Crissup, a Helena native, earned her bachelor’s degree in mass communication with summa cum laude honors in December 2012. While at Northwestern, she reported and edited the news for NWTV as a staff reporter and post-show editor and for the Northwestern News as editor, staff writer, reporter and designer. A member of Leadership Northwestern, Northwestern Scholar Ambassadors and the President’s Leadership Class, she served as president and vice president of her sorority, Alpha Sigma Alpha. As the reigning Miss Northwestern in 2010, she received the Miss America Academic Achievement Award at the Miss Oklahoma Scholarship Pageant. She is currently pursuing a master’s degree in mass communication from Oklahoma State University.
Mitchell, of Arnett, will graduate in May with a bachelor’s degree in early childhood education. She is a member of the President’s Leadership Class, Student Government Association, Society of Professional Journalists, Oklahoma Broadcast Education Association and Student Oklahoma Education Association. From 2010 to 2011, she worked as an anchor and news reporter for NWTV. She has served as vice president of public relations and recruitment, chapter president and social chair of Alpha Sigma Alpha Sorority. Listed on the President’s Honor Roll and Vice President’s Honor Roll, she was named Freshman Queen and elected vice president of the freshman class.
Reed, of Byron, will graduate in May with bachelor’s degrees in biology and chemistry. Listed on the President’s Honor Roll, he received the Elks National Foundation Student Award, the Oklahoma Heritage Oklahoma History Award and the Rotary Leadership Award. A scholarship recipient, he has been named an Oklahoma Academic Scholar and a U.S. Academy All-American Scholar. Active in research at Northwestern, he earned first place in Ranger Research Day 2012. He is a member of the Chemistry Club, Biology Club, Medical Sciences Club and President’s Leadership Class and an honorary member of Sigma Tau Delta, Alpha Nu Psi.
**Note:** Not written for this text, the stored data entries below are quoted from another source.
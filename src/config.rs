//! Configuration a [`BreakpointTable`](crate::BreakpointTable) is generated from.
//!
//! [`Breakpoints::default`] describes the standard table. A custom
//! configuration can move boundaries, drop variants or add compound keys; it
//! must pass [`Breakpoints::validate`] before a table is built from it.

use rustc_hash::FxHashSet;
use strum::IntoEnumIterator;

use crate::{
    error::BreakpointError,
    key::{BreakpointKey, CompoundKey},
    query::{Condition, MediaFeature, MediaQuery},
    size_class::{Comparison, SizeClass, Variants},
};

/// The boundary of one size class and the keys it contributes.
#[derive(Debug, Clone, Copy, PartialEq, Eq)]
#[cfg_attr(feature = "serde", derive(serde::Serialize, serde::Deserialize))]
pub struct SizeClassBreakpoint {
    pub class: SizeClass,
    /// The last pixel matched by `<=class`.
    pub px: u32,
    pub variants: Variants,
}

impl SizeClassBreakpoint {
    pub const fn new(class: SizeClass, px: u32, variants: Variants) -> Self {
        Self {
            class,
            px,
            variants,
        }
    }

    /// The query for `comparison` around this boundary. A bare key matches up
    /// to and including the boundary.
    pub fn query(&self, comparison: Option<Comparison>) -> Option<MediaQuery> {
        let condition = match comparison {
            None => Condition::new(MediaFeature::MaxWidth, self.px),
            Some(comparison) => comparison.condition(self.px)?,
        };
        Some(condition.into())
    }

    /// Keys enabled by `variants`, bare key first, then `<`, `<=`, `>=`, `>`.
    pub fn keys(&self) -> impl Iterator<Item = BreakpointKey> + '_ {
        let class = self.class;
        std::iter::once(None)
            .chain(Comparison::iter().map(Some))
            .map(move |comparison| BreakpointKey { comparison, class })
            .filter(|key| self.variants.contains(key.variant()))
    }
}

#[derive(Debug, Clone, PartialEq, Eq)]
#[cfg_attr(feature = "serde", derive(serde::Serialize, serde::Deserialize))]
pub struct Breakpoints {
    /// Size classes in ascending order.
    pub classes: Vec<SizeClassBreakpoint>,
    #[cfg_attr(feature = "serde", serde(default))]
    pub compounds: Vec<CompoundKey>,
}

impl Default for Breakpoints {
    fn default() -> Self {
        use Comparison::*;
        use SizeClass::*;

        Self {
            classes: vec![
                SizeClassBreakpoint::new(Phone, 320, Variants::BARE),
                SizeClassBreakpoint::new(Mobile, 667, Variants::COMPARISONS),
                SizeClassBreakpoint::new(Tablet, 768, Variants::COMPARISONS),
                SizeClassBreakpoint::new(Povertyscreen, 840, Variants::COMPARISONS),
                SizeClassBreakpoint::new(Smallscreen, 960, Variants::COMPARISONS),
                SizeClassBreakpoint::new(Desktop, 1024, Variants::COMPARISONS),
                SizeClassBreakpoint::new(Widescreen, 1140, Variants::COMPARISONS),
            ],
            compounds: vec![CompoundKey::new(
                BreakpointKey::new(Lt, Widescreen),
                BreakpointKey::new(Ge, Smallscreen),
            )],
        }
    }
}

impl Breakpoints {
    pub fn class(&self, class: SizeClass) -> Option<&SizeClassBreakpoint> {
        self.classes.iter().find(|bp| bp.class == class)
    }

    /// The query for a single-class key, if the configuration emits it.
    pub fn query(&self, key: BreakpointKey) -> Option<MediaQuery> {
        let bp = self.class(key.class)?;
        if !bp.variants.contains(key.variant()) {
            return None;
        }
        bp.query(key.comparison)
    }

    pub fn validate(&self) -> Result<(), BreakpointError> {
        let mut seen = FxHashSet::default();
        let mut previous: Option<&SizeClassBreakpoint> = None;

        for bp in &self.classes {
            if !seen.insert(bp.class) {
                return Err(BreakpointError::DuplicateSizeClass(bp.class));
            }
            if let Some(prev) = previous
                && (bp.class <= prev.class || bp.px <= prev.px)
            {
                return Err(BreakpointError::NonMonotonic {
                    class: bp.class,
                    px: bp.px,
                    previous: prev.class,
                    previous_px: prev.px,
                });
            }
            if bp.variants.is_empty() || bp.keys().any(|key| bp.query(key.comparison).is_none())
            {
                return Err(BreakpointError::InvalidBoundary {
                    class: bp.class,
                    px: bp.px,
                });
            }
            previous = Some(bp);
        }

        let mut compounds = FxHashSet::default();
        for compound in &self.compounds {
            for part in [compound.first, compound.second] {
                if self.query(part).is_none() {
                    return Err(BreakpointError::UnknownCompoundPart {
                        compound: compound.to_string(),
                        part: part.to_string(),
                    });
                }
            }
            if !compounds.insert(*compound) {
                return Err(BreakpointError::DuplicateKey(compound.to_string()));
            }
        }

        Ok(())
    }
}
Reinart, originally from Okeene, will earn his bachelor’s degrees in biology and health and sports science in the summer of 2013. He has been a member of the Medical Sciences Club, Fellowship of Christian Athletes and Immaculate Heart Neuman Society. Listed on the President’s Honor Roll and Vice President’s Honor Roll, he has been named Who’s Who Among American College Students. A CPR-certified emergency medical first responder, he was a volunteer firefighter from 2007 to 2012 in the Okeene and Alva communities.
Sherrill, a Turpin native, will graduate in May with a bachelor’s degree in biology. A scholarship recipient, she has been listed on the President’s Honor Roll and Oklahoma Honor Roll. She is a member of the Student Government Association, Northwestern Scholar Ambassadors, Chemistry Club, Medical Sciences Club and Leadership Northwestern. She is a resident assistant and has served as president of Rangers Excelling at Leadership.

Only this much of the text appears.